La nostra perplessità nasce dalla constatazione che, mentre svolgiamo questa audizione, in Parlamento si stanno discutendo alcuni provvedimenti del Governo. Penso a quelle che impropriamente vengono chiamate misure per la salvaguardia del potere di acquisto delle famiglie; dico «impropriamente» perché non vedo nulla, in quel decreto, che tuteli le condizioni economiche delle famiglie.
Quello stesso decreto produce per l'agricoltura in difficoltà effetti contrari al sostegno, dal momento che prevede tagli per circa 140-150 milioni di euro, altrimenti destinati ad azioni importanti per sostenere i nostri produttori e per fronteggiare le situazioni di difficoltà che attraversano alcuni settori. Al riguardo lei non ha detto assolutamente nulla.

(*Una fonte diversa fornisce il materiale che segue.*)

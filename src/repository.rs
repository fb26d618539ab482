//! Storage collaborator contracts.
//!
//! The pipelines only see these traits. Implementations live in the
//! application crate and own their own synchronization; every method is a
//! blocking call from the pipeline's point of view.

use thiserror::Error;

use crate::control::Maybe;
use crate::domain::{
    FinancialProfile, FinancialSnapshot, Identity, PersonalRecord, PrincipalId, RecordId,
    Timestamp, UpsertOutcome,
};

// =============================================================================
// Repository Error
// =============================================================================

/// Errors that can occur during repository operations.
#[derive(Debug, Error, Clone, PartialEq, Eq)]
pub enum RepositoryError {
    /// An identity with this email already exists.
    #[error("Email already stored: {0}")]
    DuplicateEmail(String),

    /// The backing store cannot be reached or written.
    #[error("Storage error: {0}")]
    StorageError(String),

    /// Serialization/deserialization error.
    #[error("Serialization error: {0}")]
    SerializationError(String),
}

// =============================================================================
// Identity Repository
// =============================================================================

/// Repository for accounts.
pub trait IdentityRepository: Send + Sync {
    /// Finds an identity by its email handle.
    ///
    /// # Errors
    ///
    /// Returns an error if the store cannot be read.
    fn find_by_email(&self, email: &str) -> Result<Maybe<Identity>, RepositoryError>;

    /// Finds an identity by its identifier.
    ///
    /// # Errors
    ///
    /// Returns an error if the store cannot be read.
    fn find_by_id(&self, id: &PrincipalId) -> Result<Maybe<Identity>, RepositoryError>;

    /// Inserts a new identity.
    ///
    /// # Errors
    ///
    /// Returns [`RepositoryError::DuplicateEmail`] if the email is taken at
    /// the time of the write, even when an earlier lookup missed.
    fn insert(&self, identity: Identity) -> Result<(), RepositoryError>;
}

// =============================================================================
// Financial Profile Repository
// =============================================================================

/// Repository for financial profiles, at most one per principal.
pub trait FinancialProfileRepository: Send + Sync {
    /// Finds the profile owned by `user`.
    ///
    /// # Errors
    ///
    /// Returns an error if the store cannot be read.
    fn find_by_user(&self, user: &PrincipalId) -> Result<Maybe<FinancialProfile>, RepositoryError>;

    /// Replaces the profile owned by `user`, or inserts one if none exists.
    ///
    /// The find-then-write must be atomic per principal: concurrent upserts
    /// for the same `user` leave exactly one profile. On replace, `created_at`
    /// and the identifier are preserved and `updated_at` is set to `at`.
    ///
    /// # Errors
    ///
    /// Returns an error if the store cannot be written.
    fn upsert(
        &self,
        user: PrincipalId,
        snapshot: FinancialSnapshot,
        at: Timestamp,
    ) -> Result<UpsertOutcome, RepositoryError>;
}

// =============================================================================
// Personal Record Repository
// =============================================================================

/// Repository for personal information records.
pub trait PersonalRecordRepository: Send + Sync {
    /// Stores a record.
    ///
    /// # Errors
    ///
    /// Returns an error if the store cannot be written.
    fn insert(&self, record: PersonalRecord) -> Result<RecordId, RepositoryError>;

    /// Lists the records owned by `user`, oldest first.
    ///
    /// # Errors
    ///
    /// Returns an error if the store cannot be read.
    fn find_by_user(&self, user: &PrincipalId) -> Result<Vec<PersonalRecord>, RepositoryError>;

    /// Lists every record, oldest first.
    ///
    /// # Errors
    ///
    /// Returns an error if the store cannot be read.
    fn list_all(&self) -> Result<Vec<PersonalRecord>, RepositoryError>;
}
//! Shared fakes for pipeline integration tests.

#![allow(dead_code)]

use std::collections::HashMap;
use std::sync::Arc;

use chrono::Utc;
use fintake::auth::{
    Claims, CodecError, HashError, PasswordHasher, SigningKey, TokenCodec,
};
use fintake::control::Maybe;
use fintake::domain::{
    FinancialProfile, FinancialSnapshot, Identity, PasswordDigest, PersonalRecord, PrincipalId,
    ProfileId, RecordId, Timestamp, UpsertOutcome,
};
use fintake::pipeline::PipelineContext;
use fintake::repository::{
    FinancialProfileRepository, IdentityRepository, PersonalRecordRepository, RepositoryError,
};
use fintake::validation::RawRequest;
use parking_lot::RwLock;
use serde_json::Value;

pub const TEST_KEY: &[u8] = b"test-signing-key";

// =============================================================================
// Stores
// =============================================================================

#[derive(Default)]
pub struct FakeIdentities {
    by_email: RwLock<HashMap<String, Identity>>,
    pub fail_lookups: RwLock<bool>,
}

impl IdentityRepository for FakeIdentities {
    fn find_by_email(&self, email: &str) -> Result<Maybe<Identity>, RepositoryError> {
        if *self.fail_lookups.read() {
            return Err(RepositoryError::StorageError("offline".to_string()));
        }
        Ok(self.by_email.read().get(email).cloned().into())
    }

    fn find_by_id(&self, id: &PrincipalId) -> Result<Maybe<Identity>, RepositoryError> {
        if *self.fail_lookups.read() {
            return Err(RepositoryError::StorageError("offline".to_string()));
        }
        Ok(self
            .by_email
            .read()
            .values()
            .find(|identity| identity.id == *id)
            .cloned()
            .into())
    }

    fn insert(&self, identity: Identity) -> Result<(), RepositoryError> {
        let mut guard = self.by_email.write();
        if guard.contains_key(&identity.email) {
            return Err(RepositoryError::DuplicateEmail(identity.email));
        }
        guard.insert(identity.email.clone(), identity);
        Ok(())
    }
}

impl FakeIdentities {
    pub fn count(&self) -> usize {
        self.by_email.read().len()
    }

    pub fn get(&self, email: &str) -> Option<Identity> {
        self.by_email.read().get(email).cloned()
    }
}

#[derive(Default)]
pub struct FakeProfiles {
    by_user: RwLock<HashMap<PrincipalId, FinancialProfile>>,
}

impl FinancialProfileRepository for FakeProfiles {
    fn find_by_user(&self, user: &PrincipalId) -> Result<Maybe<FinancialProfile>, RepositoryError> {
        Ok(self.by_user.read().get(user).cloned().into())
    }

    fn upsert(
        &self,
        user: PrincipalId,
        snapshot: FinancialSnapshot,
        at: Timestamp,
    ) -> Result<UpsertOutcome, RepositoryError> {
        let mut guard = self.by_user.write();
        if let Some(existing) = guard.get_mut(&user) {
            existing.snapshot = snapshot;
            existing.updated_at = at;
            return Ok(UpsertOutcome::Updated(existing.id));
        }
        let id = ProfileId::generate();
        guard.insert(
            user,
            FinancialProfile {
                id,
                user_id: user,
                snapshot,
                created_at: at,
                updated_at: at,
            },
        );
        Ok(UpsertOutcome::Created(id))
    }
}

impl FakeProfiles {
    pub fn count(&self) -> usize {
        self.by_user.read().len()
    }
}

#[derive(Default)]
pub struct FakeRecords {
    records: RwLock<Vec<PersonalRecord>>,
}

impl PersonalRecordRepository for FakeRecords {
    fn insert(&self, record: PersonalRecord) -> Result<RecordId, RepositoryError> {
        let id = record.id;
        self.records.write().push(record);
        Ok(id)
    }

    fn find_by_user(&self, user: &PrincipalId) -> Result<Vec<PersonalRecord>, RepositoryError> {
        Ok(self
            .records
            .read()
            .iter()
            .filter(|record| record.user_id == *user)
            .cloned()
            .collect())
    }

    fn list_all(&self) -> Result<Vec<PersonalRecord>, RepositoryError> {
        Ok(self.records.read().clone())
    }
}

impl FakeRecords {
    pub fn count(&self) -> usize {
        self.records.read().len()
    }
}

// =============================================================================
// Crypto fakes
// =============================================================================

/// Digest is the reversed password behind a marker.
pub struct ReversingHasher;

impl PasswordHasher for ReversingHasher {
    fn hash(&self, password: &str) -> Result<PasswordDigest, HashError> {
        Ok(PasswordDigest::new(format!(
            "rev:{}",
            password.chars().rev().collect::<String>()
        )))
    }

    fn verify(&self, password: &str, digest: &PasswordDigest) -> bool {
        self.hash(password)
            .is_ok_and(|candidate| candidate.as_str() == digest.as_str())
    }
}

/// Token is `email|exp|key`; the key segment stands in for a signature.
pub struct PlainCodec;

impl TokenCodec for PlainCodec {
    fn sign(&self, claims: &Claims, key: &SigningKey) -> Result<String, CodecError> {
        let key = String::from_utf8(key.as_bytes().to_vec())
            .map_err(|error| CodecError::Key(error.to_string()))?;
        Ok(format!("{}|{}|{}", claims.email, claims.exp, key))
    }

    fn parse(&self, token: &str, key: &SigningKey) -> Result<Claims, CodecError> {
        let parts: Vec<&str> = token.split('|').collect();
        let [email, exp, signature] = parts.as_slice() else {
            return Err(CodecError::Malformed);
        };
        if signature.as_bytes() != key.as_bytes() {
            return Err(CodecError::Signature);
        }
        let exp: i64 = exp
            .parse()
            .map_err(|_| CodecError::Encoding((*exp).to_string()))?;
        let claims = Claims {
            email: (*email).to_string(),
            exp,
        };
        if claims.is_expired_at(Utc::now().timestamp()) {
            return Err(CodecError::Expired);
        }
        Ok(claims)
    }
}

// =============================================================================
// Fixture
// =============================================================================

pub struct Harness {
    pub identities: Arc<FakeIdentities>,
    pub profiles: Arc<FakeProfiles>,
    pub records: Arc<FakeRecords>,
    pub context: PipelineContext,
}

impl Harness {
    pub fn new() -> Self {
        let identities = Arc::new(FakeIdentities::default());
        let profiles = Arc::new(FakeProfiles::default());
        let records = Arc::new(FakeRecords::default());
        let context = PipelineContext::new(
            identities.clone(),
            profiles.clone(),
            records.clone(),
            Arc::new(ReversingHasher),
            Arc::new(PlainCodec),
            SigningKey::new(TEST_KEY.to_vec()),
        );
        Self {
            identities,
            profiles,
            records,
            context,
        }
    }

    /// Registers `email` and returns a valid token for it.
    pub fn register_and_login(&self, email: &str, password: &str) -> String {
        let body = serde_json::json!({"email": email, "password": password});
        fintake::pipeline::register(&self.context, &json_request(&body)).unwrap();
        fintake::pipeline::login(&self.context, &json_request(&body))
            .unwrap()
            .token
    }
}

pub fn json_request(value: &Value) -> RawRequest {
    RawRequest::from_value(value)
}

Premetto che il suo intervento, da alcuni punti di vista, è condivisibile. Inoltre, apprezziamo - penso di poter parlare anche a nome dei miei colleghi - la sua presenza e il suo attivismo su partite importanti, quali quella della pesca e del Brunello, che lei ha citato. Mi pare, però, che manchi in questo contesto una politica vera. Se dovessi tradurre in termini giornalistici i suoi interventi direi che bisogna sconfiggere l'Europa, perché i mali dell'agricoltura derivano dall'Europa e dalle politiche europee.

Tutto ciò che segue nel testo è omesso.